### What the task requires
Search each line of the data for the word "utils"; copy every line where it is found.

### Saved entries
========

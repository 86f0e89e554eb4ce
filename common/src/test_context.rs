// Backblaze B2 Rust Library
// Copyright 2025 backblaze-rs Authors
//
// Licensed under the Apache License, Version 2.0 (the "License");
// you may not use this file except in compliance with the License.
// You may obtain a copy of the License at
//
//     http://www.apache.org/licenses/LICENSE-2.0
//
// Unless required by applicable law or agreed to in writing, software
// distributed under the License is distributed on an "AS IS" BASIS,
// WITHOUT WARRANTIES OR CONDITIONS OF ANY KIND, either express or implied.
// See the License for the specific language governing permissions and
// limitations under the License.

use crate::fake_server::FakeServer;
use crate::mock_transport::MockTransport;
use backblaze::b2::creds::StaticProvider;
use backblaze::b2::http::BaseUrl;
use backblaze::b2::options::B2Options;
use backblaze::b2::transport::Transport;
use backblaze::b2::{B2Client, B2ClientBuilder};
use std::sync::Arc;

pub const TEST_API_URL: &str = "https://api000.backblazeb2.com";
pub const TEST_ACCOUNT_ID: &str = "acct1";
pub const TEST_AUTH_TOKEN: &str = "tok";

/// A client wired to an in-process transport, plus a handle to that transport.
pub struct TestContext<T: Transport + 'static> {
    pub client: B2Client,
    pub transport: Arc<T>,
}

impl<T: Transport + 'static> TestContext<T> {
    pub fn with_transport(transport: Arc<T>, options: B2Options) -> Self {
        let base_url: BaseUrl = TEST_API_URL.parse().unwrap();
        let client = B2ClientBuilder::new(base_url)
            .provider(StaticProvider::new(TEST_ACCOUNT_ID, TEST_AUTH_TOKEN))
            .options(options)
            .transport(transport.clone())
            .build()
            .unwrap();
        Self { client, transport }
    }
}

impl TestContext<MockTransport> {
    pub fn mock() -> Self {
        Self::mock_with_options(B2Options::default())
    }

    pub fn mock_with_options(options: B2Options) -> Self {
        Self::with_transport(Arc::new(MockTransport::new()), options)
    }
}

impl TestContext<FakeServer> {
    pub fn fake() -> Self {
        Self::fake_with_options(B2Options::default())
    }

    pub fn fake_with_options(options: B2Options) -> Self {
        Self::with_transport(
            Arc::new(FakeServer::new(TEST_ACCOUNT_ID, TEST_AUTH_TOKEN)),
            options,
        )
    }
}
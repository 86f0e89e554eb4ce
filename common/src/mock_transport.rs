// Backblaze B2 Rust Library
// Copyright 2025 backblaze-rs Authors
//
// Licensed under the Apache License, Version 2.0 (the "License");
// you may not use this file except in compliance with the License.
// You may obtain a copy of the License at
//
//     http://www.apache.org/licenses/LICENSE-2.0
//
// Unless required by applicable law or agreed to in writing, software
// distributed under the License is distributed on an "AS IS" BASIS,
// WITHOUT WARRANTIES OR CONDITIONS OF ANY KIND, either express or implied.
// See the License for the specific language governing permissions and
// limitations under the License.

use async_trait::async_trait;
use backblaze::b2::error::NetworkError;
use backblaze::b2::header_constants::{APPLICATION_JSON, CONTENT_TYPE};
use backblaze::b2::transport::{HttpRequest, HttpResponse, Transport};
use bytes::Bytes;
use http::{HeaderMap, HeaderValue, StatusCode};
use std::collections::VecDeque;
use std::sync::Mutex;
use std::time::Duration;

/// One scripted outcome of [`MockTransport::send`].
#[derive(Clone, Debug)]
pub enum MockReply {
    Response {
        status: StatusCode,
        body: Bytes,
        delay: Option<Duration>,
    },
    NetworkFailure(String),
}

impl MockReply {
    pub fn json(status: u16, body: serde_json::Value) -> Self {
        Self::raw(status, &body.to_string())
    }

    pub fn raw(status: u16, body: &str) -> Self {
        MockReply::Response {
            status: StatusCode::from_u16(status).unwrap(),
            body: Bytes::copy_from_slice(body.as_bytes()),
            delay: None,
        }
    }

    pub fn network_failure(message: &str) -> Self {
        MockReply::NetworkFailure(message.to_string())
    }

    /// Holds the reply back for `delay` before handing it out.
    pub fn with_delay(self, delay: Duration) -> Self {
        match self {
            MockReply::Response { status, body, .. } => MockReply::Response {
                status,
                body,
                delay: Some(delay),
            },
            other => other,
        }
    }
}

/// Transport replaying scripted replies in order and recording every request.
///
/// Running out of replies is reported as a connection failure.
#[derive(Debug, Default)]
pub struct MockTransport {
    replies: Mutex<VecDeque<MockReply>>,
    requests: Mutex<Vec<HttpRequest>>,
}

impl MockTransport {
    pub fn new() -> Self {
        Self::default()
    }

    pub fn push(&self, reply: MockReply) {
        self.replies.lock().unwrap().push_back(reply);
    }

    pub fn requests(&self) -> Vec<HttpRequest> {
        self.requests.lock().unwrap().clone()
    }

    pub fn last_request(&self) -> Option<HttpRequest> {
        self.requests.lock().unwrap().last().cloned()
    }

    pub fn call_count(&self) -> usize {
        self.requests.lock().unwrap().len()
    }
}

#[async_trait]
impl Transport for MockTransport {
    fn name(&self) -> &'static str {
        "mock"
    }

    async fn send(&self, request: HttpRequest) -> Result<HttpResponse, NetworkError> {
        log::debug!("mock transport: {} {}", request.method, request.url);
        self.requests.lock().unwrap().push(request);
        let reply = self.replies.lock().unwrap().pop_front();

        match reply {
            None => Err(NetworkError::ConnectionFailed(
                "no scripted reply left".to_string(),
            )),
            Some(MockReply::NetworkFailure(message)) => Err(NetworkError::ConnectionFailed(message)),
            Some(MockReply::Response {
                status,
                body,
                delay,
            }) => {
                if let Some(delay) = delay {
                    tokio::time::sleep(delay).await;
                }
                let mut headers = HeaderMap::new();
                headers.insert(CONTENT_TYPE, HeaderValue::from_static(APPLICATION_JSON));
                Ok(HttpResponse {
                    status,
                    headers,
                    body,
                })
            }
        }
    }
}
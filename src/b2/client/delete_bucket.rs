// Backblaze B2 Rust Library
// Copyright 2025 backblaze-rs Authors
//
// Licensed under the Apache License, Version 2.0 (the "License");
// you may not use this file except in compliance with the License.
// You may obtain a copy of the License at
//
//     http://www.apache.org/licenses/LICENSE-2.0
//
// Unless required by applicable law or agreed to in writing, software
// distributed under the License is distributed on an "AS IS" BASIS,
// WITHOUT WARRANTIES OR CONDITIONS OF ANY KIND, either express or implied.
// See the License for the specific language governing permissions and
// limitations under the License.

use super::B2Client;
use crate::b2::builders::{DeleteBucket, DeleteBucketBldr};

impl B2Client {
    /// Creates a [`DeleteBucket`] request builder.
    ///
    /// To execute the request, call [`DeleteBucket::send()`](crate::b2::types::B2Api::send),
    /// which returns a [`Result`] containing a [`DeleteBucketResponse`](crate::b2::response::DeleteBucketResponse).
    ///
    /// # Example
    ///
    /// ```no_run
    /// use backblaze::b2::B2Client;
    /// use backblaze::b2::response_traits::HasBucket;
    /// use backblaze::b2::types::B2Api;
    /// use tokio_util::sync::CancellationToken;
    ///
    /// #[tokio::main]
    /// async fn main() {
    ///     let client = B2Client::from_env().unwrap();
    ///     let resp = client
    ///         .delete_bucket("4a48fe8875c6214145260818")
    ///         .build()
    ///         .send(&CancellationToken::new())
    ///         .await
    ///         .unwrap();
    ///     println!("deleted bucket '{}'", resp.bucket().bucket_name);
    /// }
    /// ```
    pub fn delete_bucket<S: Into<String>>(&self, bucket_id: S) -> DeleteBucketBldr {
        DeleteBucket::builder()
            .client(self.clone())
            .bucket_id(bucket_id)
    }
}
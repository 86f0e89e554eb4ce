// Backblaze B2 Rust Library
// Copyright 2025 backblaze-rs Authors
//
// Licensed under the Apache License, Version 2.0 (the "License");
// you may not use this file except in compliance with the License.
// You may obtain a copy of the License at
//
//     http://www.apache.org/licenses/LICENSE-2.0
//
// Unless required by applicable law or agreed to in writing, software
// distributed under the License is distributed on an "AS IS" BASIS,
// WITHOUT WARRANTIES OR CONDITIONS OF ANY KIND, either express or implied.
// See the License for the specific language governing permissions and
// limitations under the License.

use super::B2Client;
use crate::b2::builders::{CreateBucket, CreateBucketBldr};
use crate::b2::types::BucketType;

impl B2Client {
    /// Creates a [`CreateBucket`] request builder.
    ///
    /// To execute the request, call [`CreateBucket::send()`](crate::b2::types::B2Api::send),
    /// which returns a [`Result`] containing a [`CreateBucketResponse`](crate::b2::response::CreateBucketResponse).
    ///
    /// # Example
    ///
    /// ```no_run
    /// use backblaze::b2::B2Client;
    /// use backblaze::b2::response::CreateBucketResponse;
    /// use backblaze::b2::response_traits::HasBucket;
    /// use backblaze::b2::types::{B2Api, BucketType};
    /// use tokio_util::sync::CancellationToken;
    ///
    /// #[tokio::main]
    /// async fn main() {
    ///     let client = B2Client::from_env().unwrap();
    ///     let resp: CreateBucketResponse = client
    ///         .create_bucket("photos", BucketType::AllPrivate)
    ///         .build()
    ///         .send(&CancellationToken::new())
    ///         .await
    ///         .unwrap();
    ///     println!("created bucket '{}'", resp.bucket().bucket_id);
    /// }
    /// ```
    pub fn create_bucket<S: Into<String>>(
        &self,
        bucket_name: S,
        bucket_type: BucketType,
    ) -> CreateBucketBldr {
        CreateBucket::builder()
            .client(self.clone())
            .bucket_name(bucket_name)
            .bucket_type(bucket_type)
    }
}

========

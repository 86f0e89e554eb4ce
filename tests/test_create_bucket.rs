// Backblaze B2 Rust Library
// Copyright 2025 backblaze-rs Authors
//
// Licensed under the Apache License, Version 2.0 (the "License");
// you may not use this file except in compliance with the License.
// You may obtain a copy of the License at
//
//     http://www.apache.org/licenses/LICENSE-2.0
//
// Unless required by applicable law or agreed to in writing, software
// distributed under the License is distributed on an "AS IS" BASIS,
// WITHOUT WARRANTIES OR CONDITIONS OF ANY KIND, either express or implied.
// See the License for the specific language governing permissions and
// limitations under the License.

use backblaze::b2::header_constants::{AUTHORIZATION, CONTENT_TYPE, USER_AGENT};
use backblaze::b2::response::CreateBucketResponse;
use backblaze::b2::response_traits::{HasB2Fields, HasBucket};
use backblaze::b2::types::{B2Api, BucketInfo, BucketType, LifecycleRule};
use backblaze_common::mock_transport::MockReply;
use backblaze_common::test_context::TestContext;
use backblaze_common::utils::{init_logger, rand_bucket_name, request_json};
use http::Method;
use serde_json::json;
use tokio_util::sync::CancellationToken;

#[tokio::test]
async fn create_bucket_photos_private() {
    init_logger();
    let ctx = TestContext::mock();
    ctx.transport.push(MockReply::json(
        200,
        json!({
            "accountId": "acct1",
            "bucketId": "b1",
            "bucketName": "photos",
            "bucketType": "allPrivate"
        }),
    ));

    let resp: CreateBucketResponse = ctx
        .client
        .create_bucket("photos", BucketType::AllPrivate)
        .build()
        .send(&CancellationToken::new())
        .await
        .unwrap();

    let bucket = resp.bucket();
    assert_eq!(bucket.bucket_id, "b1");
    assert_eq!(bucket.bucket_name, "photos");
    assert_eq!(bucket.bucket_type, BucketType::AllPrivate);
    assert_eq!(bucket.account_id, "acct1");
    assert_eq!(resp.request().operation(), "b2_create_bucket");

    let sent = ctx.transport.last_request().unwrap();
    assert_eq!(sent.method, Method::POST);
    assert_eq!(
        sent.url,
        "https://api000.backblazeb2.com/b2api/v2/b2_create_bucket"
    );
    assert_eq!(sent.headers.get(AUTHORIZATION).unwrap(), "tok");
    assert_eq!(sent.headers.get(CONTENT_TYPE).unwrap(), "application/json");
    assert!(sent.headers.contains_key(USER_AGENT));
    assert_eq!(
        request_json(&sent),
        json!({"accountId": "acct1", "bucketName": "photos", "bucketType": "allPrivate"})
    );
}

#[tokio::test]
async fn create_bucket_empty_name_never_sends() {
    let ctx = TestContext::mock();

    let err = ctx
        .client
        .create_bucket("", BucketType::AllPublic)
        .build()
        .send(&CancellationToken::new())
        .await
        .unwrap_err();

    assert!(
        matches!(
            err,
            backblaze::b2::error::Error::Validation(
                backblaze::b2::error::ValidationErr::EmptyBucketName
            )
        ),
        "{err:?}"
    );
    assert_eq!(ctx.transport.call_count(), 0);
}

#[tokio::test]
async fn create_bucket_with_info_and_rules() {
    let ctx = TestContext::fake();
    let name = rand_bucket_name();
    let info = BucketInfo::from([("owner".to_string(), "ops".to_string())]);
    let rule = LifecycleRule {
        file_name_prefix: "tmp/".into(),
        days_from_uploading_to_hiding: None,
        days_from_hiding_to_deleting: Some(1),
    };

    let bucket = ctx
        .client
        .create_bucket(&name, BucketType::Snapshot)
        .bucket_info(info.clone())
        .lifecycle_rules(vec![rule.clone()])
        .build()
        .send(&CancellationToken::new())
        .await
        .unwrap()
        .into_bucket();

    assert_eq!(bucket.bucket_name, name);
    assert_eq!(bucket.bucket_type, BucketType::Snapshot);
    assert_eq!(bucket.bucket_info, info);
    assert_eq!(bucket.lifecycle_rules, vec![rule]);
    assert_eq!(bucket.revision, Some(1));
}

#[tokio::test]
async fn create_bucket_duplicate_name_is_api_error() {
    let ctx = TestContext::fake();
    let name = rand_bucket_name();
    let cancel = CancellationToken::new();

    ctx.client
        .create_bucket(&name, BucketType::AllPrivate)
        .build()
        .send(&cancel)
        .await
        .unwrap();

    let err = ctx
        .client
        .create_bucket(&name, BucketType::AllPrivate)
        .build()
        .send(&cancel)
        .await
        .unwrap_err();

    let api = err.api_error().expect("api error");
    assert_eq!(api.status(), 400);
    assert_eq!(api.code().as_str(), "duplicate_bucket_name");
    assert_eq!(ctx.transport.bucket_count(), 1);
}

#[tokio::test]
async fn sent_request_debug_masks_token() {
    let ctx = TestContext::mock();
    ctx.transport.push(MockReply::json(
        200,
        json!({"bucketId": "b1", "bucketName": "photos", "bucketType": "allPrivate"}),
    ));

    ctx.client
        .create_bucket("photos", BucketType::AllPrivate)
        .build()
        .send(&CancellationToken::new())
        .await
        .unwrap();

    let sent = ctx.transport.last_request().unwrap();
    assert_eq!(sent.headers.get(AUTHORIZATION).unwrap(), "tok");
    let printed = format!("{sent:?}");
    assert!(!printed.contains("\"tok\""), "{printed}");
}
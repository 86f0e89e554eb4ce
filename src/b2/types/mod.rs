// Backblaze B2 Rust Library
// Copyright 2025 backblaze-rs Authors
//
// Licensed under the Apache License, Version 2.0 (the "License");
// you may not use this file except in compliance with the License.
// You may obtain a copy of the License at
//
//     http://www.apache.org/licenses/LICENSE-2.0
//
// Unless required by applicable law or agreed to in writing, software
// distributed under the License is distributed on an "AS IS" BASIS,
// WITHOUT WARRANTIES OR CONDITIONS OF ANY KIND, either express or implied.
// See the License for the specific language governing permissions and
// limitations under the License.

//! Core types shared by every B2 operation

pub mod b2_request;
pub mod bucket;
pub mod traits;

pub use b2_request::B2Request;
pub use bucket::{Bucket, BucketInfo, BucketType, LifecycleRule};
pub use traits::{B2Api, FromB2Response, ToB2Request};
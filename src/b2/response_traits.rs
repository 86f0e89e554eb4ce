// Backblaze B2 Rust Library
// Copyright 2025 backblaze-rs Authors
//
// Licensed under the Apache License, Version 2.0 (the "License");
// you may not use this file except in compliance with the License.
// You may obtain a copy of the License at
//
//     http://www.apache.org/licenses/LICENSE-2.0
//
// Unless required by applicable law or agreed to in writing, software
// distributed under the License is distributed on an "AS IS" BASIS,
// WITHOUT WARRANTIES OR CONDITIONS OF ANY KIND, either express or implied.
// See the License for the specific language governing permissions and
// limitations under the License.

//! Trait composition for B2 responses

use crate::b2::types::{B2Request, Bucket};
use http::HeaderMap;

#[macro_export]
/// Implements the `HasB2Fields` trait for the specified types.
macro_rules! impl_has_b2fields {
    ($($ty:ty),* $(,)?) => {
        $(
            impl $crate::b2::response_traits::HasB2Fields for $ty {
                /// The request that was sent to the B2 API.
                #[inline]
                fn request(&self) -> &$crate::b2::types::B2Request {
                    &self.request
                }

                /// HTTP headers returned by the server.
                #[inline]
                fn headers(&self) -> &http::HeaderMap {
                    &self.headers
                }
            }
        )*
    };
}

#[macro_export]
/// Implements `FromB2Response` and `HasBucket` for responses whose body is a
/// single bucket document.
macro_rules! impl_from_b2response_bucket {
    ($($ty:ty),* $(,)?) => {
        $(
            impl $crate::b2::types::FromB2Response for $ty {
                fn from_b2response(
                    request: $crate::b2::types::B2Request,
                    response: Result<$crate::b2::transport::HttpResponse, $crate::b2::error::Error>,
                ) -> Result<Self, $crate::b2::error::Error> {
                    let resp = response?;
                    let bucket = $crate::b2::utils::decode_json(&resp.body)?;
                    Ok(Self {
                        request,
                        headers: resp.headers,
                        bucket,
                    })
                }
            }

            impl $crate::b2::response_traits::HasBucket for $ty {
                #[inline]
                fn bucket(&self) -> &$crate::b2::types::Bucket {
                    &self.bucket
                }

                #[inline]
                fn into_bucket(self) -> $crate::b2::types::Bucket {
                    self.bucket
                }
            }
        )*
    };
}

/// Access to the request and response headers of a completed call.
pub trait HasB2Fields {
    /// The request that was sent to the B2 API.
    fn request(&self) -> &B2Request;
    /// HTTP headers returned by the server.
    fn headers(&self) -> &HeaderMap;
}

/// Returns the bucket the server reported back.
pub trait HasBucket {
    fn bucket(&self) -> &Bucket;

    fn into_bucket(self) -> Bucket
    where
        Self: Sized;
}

========

### Expected answer
use backblaze_common::utils::{init_logger, rand_bucket_name, request_json};
                    let bucket = $crate::b2::utils::decode_json(&resp.body)?;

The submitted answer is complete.